Stuttgart – People for the Ethical Treatment of Animals (PETA) have launched an international campaign aimed at getting DaimlerChrysler, makers of Mercedes- Benz luxury automobiles, to offer non-leather upholstery as an option in all models of the company’s cars. The campaign follows PETA’s successful efforts to get DaimlerChrysler-India to make leather-free interiors available in Mercedes cars manufactured and sold in that country. Actor James Cromwell, who starred in such blockbuster films as The Sum of All Fears, The Green Mile and Babe, has sent a letter on behalf of PETA to DaimlerChrysler management board chair Jürgen Schrempp, asking for a face-to-face meeting to make the case for non-leather options.
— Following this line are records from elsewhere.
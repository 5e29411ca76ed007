//! Unicode-aware text helpers for terminal rendering.
//!
//! Store names and descriptions come straight from the storefront API and may
//! carry HTML entities, stray control characters, or wide (CJK) glyphs.

use quick_xml::escape::{resolve_predefined_entity, unescape_with};
use std::borrow::Cow;
use unicode_width::{UnicodeWidthChar, UnicodeWidthStr};

const ELLIPSIS: &str = "...";
const ELLIPSIS_WIDTH: usize = 3;

/// Display width in terminal columns (CJK and emoji count as 2).
pub fn display_width(s: &str) -> usize {
    UnicodeWidthStr::width(s)
}

/// Truncate to at most `max_width` columns, appending `...` when cut.
///
/// Widths too narrow for an ellipsis get a plain prefix instead.
///
/// ```
/// use steamdash::util::truncate_to_width;
///
/// assert_eq!(truncate_to_width("Portal 2", 20), "Portal 2");
/// assert_eq!(truncate_to_width("Half-Life 2: Episode One", 12), "Half-Life...");
/// assert_eq!(truncate_to_width("Test", 2), "Te");
/// ```
pub fn truncate_to_width(s: &str, max_width: usize) -> Cow<'_, str> {
    if display_width(s) <= max_width {
        return Cow::Borrowed(s);
    }

    let (budget, suffix) = if max_width > ELLIPSIS_WIDTH {
        (max_width - ELLIPSIS_WIDTH, ELLIPSIS)
    } else {
        (max_width, "")
    };

    let mut used = 0;
    let mut end = 0;
    for (idx, c) in s.char_indices() {
        let w = c.width().unwrap_or(0);
        if used + w > budget {
            break;
        }
        used += w;
        end = idx + c.len_utf8();
    }

    Cow::Owned(format!("{}{}", &s[..end], suffix))
}

fn is_stripped_control(c: char) -> bool {
    (c.is_control() && !matches!(c, '\t' | '\n' | '\r')) || c == '\x1b'
}

/// Remove ANSI escape sequences and control characters, keeping tab,
/// newline and carriage return.
///
/// CSI (`ESC [ ... final`) and OSC (`ESC ] ... BEL|ESC \`) sequences are
/// dropped whole; a bare ESC is dropped alone.
pub fn strip_control_chars(s: &str) -> Cow<'_, str> {
    if !s.chars().any(is_stripped_control) {
        return Cow::Borrowed(s);
    }

    let mut out = String::with_capacity(s.len());
    let mut chars = s.chars().peekable();

    while let Some(c) = chars.next() {
        if c == '\x1b' {
            match chars.peek() {
                Some('[') => {
                    chars.next();
                    for c in chars.by_ref() {
                        if ('\x40'..='\x7e').contains(&c) {
                            break;
                        }
                    }
                }
                Some(']') => {
                    chars.next();
                    while let Some(c) = chars.next() {
                        if c == '\x07' {
                            break;
                        }
                        if c == '\x1b' && chars.peek() == Some(&'\\') {
                            chars.next();
                            break;
                        }
                    }
                }
                _ => {}
            }
        } else if !is_stripped_control(c) {
            out.push(c);
        }
    }

    Cow::Owned(out)
}

/// Decode HTML entities in storefront text: the XML predefined set,
/// numeric references and `&nbsp;`.
///
/// Input with an unknown or unterminated entity is returned unchanged.
pub fn decode_entities(s: &str) -> Cow<'_, str> {
    if !s.contains('&') {
        return Cow::Borrowed(s);
    }

    let resolve = |entity: &str| match entity {
        "nbsp" => Some(" "),
        other => resolve_predefined_entity(other),
    };
    match unescape_with(s, resolve) {
        Ok(decoded) => decoded,
        Err(e) => {
            tracing::trace!(error = %e, "Keeping text with undecodable entities");
            Cow::Borrowed(s)
        }
    }
}

/// Prepare store text for a single terminal line: decode entities, strip
/// control sequences and collapse whitespace runs.
///
/// Control sequences are stripped after decoding, so entity-encoded ones
/// such as `&#x1b;[2J` are removed as well.
pub fn clean_text(s: &str) -> String {
    let decoded = decode_entities(s);
    let stripped = strip_control_chars(&decoded);
    stripped.split_whitespace().collect::<Vec<_>>().join(" ")
}

#[cfg(test)]
mod tests {
    use super::*;
    use pretty_assertions::assert_eq;
    use proptest::prelude::*;

    #[test]
    fn test_display_width_wide_chars() {
        assert_eq!(display_width("abc"), 3);
        assert_eq!(display_width("ゲーム"), 6);
    }

    #[test]
    fn test_truncate_fits_borrowed() {
        assert!(matches!(truncate_to_width("Portal", 6), Cow::Borrowed(_)));
    }

    #[test]
    fn test_truncate_with_ellipsis() {
        assert_eq!(truncate_to_width("Counter-Strike", 10), "Counter...");
    }

    #[test]
    fn test_truncate_wide_chars_never_split() {
        // Each glyph is 2 columns; budget of 4 leaves room for two.
        assert_eq!(truncate_to_width("ゲームです", 7), "ゲー...");
    }

    #[test]
    fn test_truncate_narrow_widths() {
        assert_eq!(truncate_to_width("Test case", 0), "");
        assert_eq!(truncate_to_width("Test case", 3), "Tes");
    }

    #[test]
    fn test_strip_clean_borrowed() {
        assert!(matches!(strip_control_chars("plain text\n"), Cow::Borrowed(_)));
    }

    #[test]
    fn test_strip_csi_and_osc() {
        assert_eq!(strip_control_chars("\x1b[31mred\x1b[0m"), "red");
        assert_eq!(strip_control_chars("a\x1b]0;title\x07b"), "ab");
        assert_eq!(strip_control_chars("a\x1b]8;;x\x1b\\b"), "ab");
        assert_eq!(strip_control_chars("a\x00b\x7fc\td"), "abc\td");
    }

    #[test]
    fn test_decode_entities() {
        assert_eq!(decode_entities("Tom &amp; Jerry"), "Tom & Jerry");
        assert_eq!(decode_entities("&quot;Hi&quot; &#39;x&#x27;"), "\"Hi\" 'x'");
        assert_eq!(decode_entities("Fight&nbsp;on"), "Fight on");
        assert_eq!(decode_entities("AT&T &bogus; &"), "AT&T &bogus; &");
    }

    #[test]
    fn test_clean_text_strips_entity_encoded_escapes() {
        let cleaned = clean_text("Great game&#x1b;]0;pwned&#7; &#27;[2J");
        assert_eq!(cleaned, "Great game");
        assert!(!cleaned.chars().any(|c| c.is_control()));

        let cleaned = clean_text("Red&#27;[31m alert&#x7f;");
        assert_eq!(cleaned, "Red alert");
    }

    #[test]
    fn test_clean_text_collapses_whitespace() {
        assert_eq!(
            clean_text("  Build\n\n a &lt;base&gt;\x1b[1m now  "),
            "Build a <base> now"
        );
    }

    proptest! {
        #[test]
        fn truncate_never_exceeds_width(s in "[a-zA-Z0-9 :ゲーム世界]{0,40}", width in 0usize..30) {
            prop_assert!(display_width(&truncate_to_width(&s, width)) <= width);
        }

        #[test]
        fn clean_text_leaves_no_controls(
            s in "([a-z ]|&#x1b;|&#27;|&#7;|&#x7f;|&amp;|\\[|\\]){0,30}"
        ) {
            prop_assert!(!clean_text(&s).chars().any(|c| c.is_control()));
        }

        #[test]
        fn strip_leaves_no_escape(s in "[\\x00-\\x1f\\x7fa-z\\[\\]]{0,40}") {
            let out = strip_control_chars(&s);
            prop_assert!(!out.contains('\x1b'));
        }
    }
}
PETA point out that leather is offensive to millions of people, such as environmentalists, the growing number of vegetarians and vegans worldwide and Hindus and Jains, who object to leather for religious reasons. PETA first got the automaker’s attention when a well-to-do Texas shopping-centre owner tore the leather out of her brand-new Mercedes, replaced it with a luxurious synthetic and had PETA’s ‘cow’ mascot deliver the discarded skins to DaimlerChrysler headquarters.
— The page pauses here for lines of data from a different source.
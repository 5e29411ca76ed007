//! Main event loop for the TUI.
//!
//! The dashboard context is fully built before the loop starts, so the loop
//! only multiplexes shutdown signals, terminal input and a periodic tick.

use crate::app::App;
use anyhow::Result;
use crossterm::{
    event::{Event, KeyEventKind},
    execute,
    terminal::{disable_raw_mode, enable_raw_mode, EnterAlternateScreen, LeaveAlternateScreen},
};
use futures::StreamExt;
use ratatui::{backend::CrosstermBackend, Terminal};
use std::io::{self, Stdout};
use std::time::Duration;

#[cfg(unix)]
use tokio::signal::unix::{signal, SignalKind};

use super::input::handle_input;
use super::render::render;

/// Result of handling a key press event.
pub enum Action {
    /// Continue the event loop and process more events.
    Continue,
    /// Exit the application and restore the terminal.
    Quit,
}

/// Runs the TUI application event loop.
///
/// Uses `tokio::select!` over SIGTERM/SIGINT, crossterm's async event
/// stream and a 250ms tick that expires status messages.
///
/// Installs a panic hook that restores terminal state before unwinding, so
/// the terminal is not left in raw mode on panic.
pub async fn run(app: &mut App) -> Result<()> {
    let original_hook = std::panic::take_hook();
    std::panic::set_hook(Box::new(move |panic_info| {
        let _ = disable_raw_mode();
        let _ = execute!(io::stdout(), LeaveAlternateScreen);
        original_hook(panic_info);
    }));

    let mut terminal = setup_terminal()?;
    let mut event_stream = crossterm::event::EventStream::new();
    let mut tick_interval = tokio::time::interval(Duration::from_millis(250));

    // On non-Unix platforms these become pending futures that never complete
    #[cfg(unix)]
    let mut sigterm = signal(SignalKind::terminate())?;
    #[cfg(unix)]
    let mut sigint = signal(SignalKind::interrupt())?;

    loop {
        if app.needs_redraw {
            terminal.draw(|f| render(f, app))?;
            app.needs_redraw = false;
        }

        #[cfg(unix)]
        let sigterm_fut = sigterm.recv();
        #[cfg(not(unix))]
        let sigterm_fut = std::future::pending::<Option<()>>();

        #[cfg(unix)]
        let sigint_fut = sigint.recv();
        #[cfg(not(unix))]
        let sigint_fut = std::future::pending::<Option<()>>();

        tokio::select! {
            biased;

            _ = sigterm_fut => {
                tracing::info!("Received SIGTERM, shutting down gracefully");
                break;
            }

            _ = sigint_fut => {
                tracing::info!("Received SIGINT, shutting down gracefully");
                break;
            }

            maybe_event = event_stream.next() => {
                match maybe_event {
                    Some(Ok(Event::Key(key))) if key.kind == KeyEventKind::Press => {
                        app.needs_redraw = true;
                        if let Action::Quit = handle_input(app, key.code, key.modifiers) {
                            break;
                        }
                    }
                    Some(Ok(Event::Resize(_, _))) => app.needs_redraw = true,
                    Some(Err(e)) => {
                        tracing::warn!(error = %e, "Terminal event stream error");
                    }
                    None => {
                        tracing::warn!("Terminal event stream closed");
                        break;
                    }
                    _ => {}
                }
            }

            _ = tick_interval.tick() => {
                if app.clear_expired_status() {
                    app.needs_redraw = true;
                }
            }
        }
    }

    restore_terminal(terminal)?;
    Ok(())
}

/// Set up the terminal for TUI rendering.
fn setup_terminal() -> Result<Terminal<CrosstermBackend<Stdout>>> {
    enable_raw_mode()?;
    let mut stdout = io::stdout();
    execute!(stdout, EnterAlternateScreen)?;
    let backend = CrosstermBackend::new(stdout);
    let terminal = Terminal::new(backend)?;
    Ok(terminal)
}

/// Restore terminal to normal state.
fn restore_terminal(mut terminal: Terminal<CrosstermBackend<Stdout>>) -> Result<()> {
    disable_raw_mode()?;
    execute!(terminal.backend_mut(), LeaveAlternateScreen)?;
    terminal.show_cursor()?;
    Ok(())
}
It takes the skins of anywhere from four to 15 cows to produce the leather interior of just one car. DaimlerChrysler’s Maybach requires seven. While some automakers try to rationalise their use of leather by claiming that it’s simply a ‘by-product’ of the meat industry, the US Department of Agriculture more accurately states that that leather is ‘the most valuable coproduct of the meatpacking industry.’ Production-line speed-ups and inadequate stunning measures at abattoirs in the US and EU mean that cows killed for their skins and flesh are often still conscious when their hooves are cut off and their throats are slit.


‘DaimlerChrysler can sell more cars if they simply offer the option of synthetic or fabric interiors in all their models’, says PETA campaigner Poorva Joshipura. ‘Today, some of the world’s wealthiest and most particular consumers think that dead skin is anti-luxurious and wish to choose a top-of-the-line car without the smell, sweatiness and animal-suffering concerns that come with a leather interior.’